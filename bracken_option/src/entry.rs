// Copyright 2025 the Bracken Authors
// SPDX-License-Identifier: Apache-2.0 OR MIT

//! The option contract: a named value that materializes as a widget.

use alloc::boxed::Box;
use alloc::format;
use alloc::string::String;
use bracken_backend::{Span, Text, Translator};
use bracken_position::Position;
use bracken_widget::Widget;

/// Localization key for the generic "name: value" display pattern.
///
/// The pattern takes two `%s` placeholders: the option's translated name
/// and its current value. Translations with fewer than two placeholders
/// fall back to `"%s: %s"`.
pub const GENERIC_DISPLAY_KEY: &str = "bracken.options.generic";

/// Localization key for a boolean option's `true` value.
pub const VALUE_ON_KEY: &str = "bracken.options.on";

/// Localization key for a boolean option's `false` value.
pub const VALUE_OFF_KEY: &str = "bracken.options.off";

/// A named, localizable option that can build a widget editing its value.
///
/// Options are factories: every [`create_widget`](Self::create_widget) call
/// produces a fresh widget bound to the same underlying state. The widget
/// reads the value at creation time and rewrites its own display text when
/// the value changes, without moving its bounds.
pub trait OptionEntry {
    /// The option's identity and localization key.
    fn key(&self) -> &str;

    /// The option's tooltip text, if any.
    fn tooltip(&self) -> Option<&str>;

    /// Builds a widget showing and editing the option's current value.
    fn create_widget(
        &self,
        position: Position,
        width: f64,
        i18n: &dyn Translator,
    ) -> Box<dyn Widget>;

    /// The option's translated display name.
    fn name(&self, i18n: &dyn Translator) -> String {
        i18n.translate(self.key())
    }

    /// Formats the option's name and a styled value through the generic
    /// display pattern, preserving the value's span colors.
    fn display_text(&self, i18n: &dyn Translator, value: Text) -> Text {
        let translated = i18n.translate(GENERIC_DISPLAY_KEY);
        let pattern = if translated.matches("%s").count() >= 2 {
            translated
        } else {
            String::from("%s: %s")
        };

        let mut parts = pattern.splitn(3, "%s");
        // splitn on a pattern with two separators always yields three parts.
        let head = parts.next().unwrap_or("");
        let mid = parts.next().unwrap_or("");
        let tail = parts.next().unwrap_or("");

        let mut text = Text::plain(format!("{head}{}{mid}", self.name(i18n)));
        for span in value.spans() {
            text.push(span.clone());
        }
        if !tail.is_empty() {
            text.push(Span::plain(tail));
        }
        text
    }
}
...
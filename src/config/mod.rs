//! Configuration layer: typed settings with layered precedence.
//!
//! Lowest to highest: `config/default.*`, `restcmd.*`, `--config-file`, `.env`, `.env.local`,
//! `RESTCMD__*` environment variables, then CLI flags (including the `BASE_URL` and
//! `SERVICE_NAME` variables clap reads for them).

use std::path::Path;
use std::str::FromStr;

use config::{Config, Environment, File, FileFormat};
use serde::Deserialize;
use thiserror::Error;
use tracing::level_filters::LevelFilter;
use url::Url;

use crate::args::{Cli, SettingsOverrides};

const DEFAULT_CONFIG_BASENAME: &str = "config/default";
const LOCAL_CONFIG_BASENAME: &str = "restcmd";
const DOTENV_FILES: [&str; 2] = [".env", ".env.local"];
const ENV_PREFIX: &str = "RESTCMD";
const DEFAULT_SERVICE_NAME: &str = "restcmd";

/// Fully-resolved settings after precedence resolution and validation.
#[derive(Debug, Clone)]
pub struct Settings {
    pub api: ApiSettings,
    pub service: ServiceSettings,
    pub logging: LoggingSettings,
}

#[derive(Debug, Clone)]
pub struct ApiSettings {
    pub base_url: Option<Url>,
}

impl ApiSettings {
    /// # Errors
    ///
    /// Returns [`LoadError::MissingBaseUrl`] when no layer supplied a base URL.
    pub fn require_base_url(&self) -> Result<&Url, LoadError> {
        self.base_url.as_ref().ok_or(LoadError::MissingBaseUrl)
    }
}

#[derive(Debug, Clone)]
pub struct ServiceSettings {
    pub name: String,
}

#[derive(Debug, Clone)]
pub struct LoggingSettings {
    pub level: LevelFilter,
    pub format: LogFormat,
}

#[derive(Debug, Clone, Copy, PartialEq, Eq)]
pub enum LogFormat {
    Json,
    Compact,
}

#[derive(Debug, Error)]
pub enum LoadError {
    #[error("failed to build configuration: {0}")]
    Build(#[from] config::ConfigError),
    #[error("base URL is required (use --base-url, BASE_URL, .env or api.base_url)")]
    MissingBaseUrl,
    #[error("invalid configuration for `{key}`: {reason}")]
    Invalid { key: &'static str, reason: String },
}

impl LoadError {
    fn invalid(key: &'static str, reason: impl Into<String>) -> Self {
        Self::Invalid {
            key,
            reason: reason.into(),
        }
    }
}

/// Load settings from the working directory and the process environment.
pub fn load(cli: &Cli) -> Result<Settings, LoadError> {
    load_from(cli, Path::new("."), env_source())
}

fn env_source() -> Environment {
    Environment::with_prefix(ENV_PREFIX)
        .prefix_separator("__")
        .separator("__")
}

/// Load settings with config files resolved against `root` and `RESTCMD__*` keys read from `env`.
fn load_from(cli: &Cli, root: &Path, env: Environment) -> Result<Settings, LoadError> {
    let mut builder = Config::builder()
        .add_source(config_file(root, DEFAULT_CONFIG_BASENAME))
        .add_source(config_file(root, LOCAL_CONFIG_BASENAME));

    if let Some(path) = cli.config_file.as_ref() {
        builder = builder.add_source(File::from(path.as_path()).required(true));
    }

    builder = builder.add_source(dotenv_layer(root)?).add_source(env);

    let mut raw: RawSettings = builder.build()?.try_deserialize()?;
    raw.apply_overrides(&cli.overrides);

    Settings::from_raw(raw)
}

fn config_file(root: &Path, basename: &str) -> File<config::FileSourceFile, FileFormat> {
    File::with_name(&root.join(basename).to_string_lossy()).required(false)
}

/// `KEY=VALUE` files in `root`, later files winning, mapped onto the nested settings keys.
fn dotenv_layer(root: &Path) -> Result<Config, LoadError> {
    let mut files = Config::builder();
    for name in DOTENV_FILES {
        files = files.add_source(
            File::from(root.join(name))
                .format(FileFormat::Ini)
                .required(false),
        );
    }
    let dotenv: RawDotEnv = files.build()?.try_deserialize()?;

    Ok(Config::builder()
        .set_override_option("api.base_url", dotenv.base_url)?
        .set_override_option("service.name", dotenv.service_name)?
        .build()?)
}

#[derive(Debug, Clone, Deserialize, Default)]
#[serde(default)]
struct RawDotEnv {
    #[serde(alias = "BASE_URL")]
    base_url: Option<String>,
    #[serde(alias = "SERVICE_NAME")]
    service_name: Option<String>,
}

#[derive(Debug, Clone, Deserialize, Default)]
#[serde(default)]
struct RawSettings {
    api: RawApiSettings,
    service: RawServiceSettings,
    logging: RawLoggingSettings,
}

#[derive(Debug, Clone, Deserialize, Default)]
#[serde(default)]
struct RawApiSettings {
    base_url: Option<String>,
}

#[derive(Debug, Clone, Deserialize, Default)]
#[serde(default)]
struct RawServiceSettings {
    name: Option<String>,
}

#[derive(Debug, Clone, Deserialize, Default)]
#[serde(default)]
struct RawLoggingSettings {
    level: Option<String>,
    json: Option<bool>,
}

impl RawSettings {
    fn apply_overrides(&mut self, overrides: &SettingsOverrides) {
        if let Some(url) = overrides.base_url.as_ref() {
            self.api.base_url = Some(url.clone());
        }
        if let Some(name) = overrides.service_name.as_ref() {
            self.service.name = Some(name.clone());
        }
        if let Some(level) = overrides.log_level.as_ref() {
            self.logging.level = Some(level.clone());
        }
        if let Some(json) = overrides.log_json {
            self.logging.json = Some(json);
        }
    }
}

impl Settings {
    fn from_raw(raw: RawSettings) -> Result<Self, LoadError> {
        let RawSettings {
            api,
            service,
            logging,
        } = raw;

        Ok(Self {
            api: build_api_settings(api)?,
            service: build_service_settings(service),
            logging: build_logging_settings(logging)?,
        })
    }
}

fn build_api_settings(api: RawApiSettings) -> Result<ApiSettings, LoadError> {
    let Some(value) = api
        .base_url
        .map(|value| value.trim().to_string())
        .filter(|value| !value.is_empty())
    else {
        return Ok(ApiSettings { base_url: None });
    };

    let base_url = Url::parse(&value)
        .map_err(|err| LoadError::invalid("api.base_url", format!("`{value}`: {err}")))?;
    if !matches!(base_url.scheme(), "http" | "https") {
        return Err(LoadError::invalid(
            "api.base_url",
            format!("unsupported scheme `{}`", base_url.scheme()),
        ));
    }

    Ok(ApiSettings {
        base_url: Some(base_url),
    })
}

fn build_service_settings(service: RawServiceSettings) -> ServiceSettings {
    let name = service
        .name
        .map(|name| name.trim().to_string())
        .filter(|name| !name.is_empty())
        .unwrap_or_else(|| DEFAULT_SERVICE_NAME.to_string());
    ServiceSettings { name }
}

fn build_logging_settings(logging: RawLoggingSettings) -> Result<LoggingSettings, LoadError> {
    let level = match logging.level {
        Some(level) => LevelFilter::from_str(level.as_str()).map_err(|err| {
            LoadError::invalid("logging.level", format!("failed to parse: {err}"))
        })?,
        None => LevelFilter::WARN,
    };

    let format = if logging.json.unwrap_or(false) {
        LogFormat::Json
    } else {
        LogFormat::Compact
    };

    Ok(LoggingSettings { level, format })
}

Assignment » Return a copy of each line of the material that holds the word "false".

Answer box »
/// Localization key for a boolean option's `false` value.
    File::with_name(&root.join(basename).to_string_lossy()).required(false)
                .required(false),
    let format = if logging.json.unwrap_or(false) {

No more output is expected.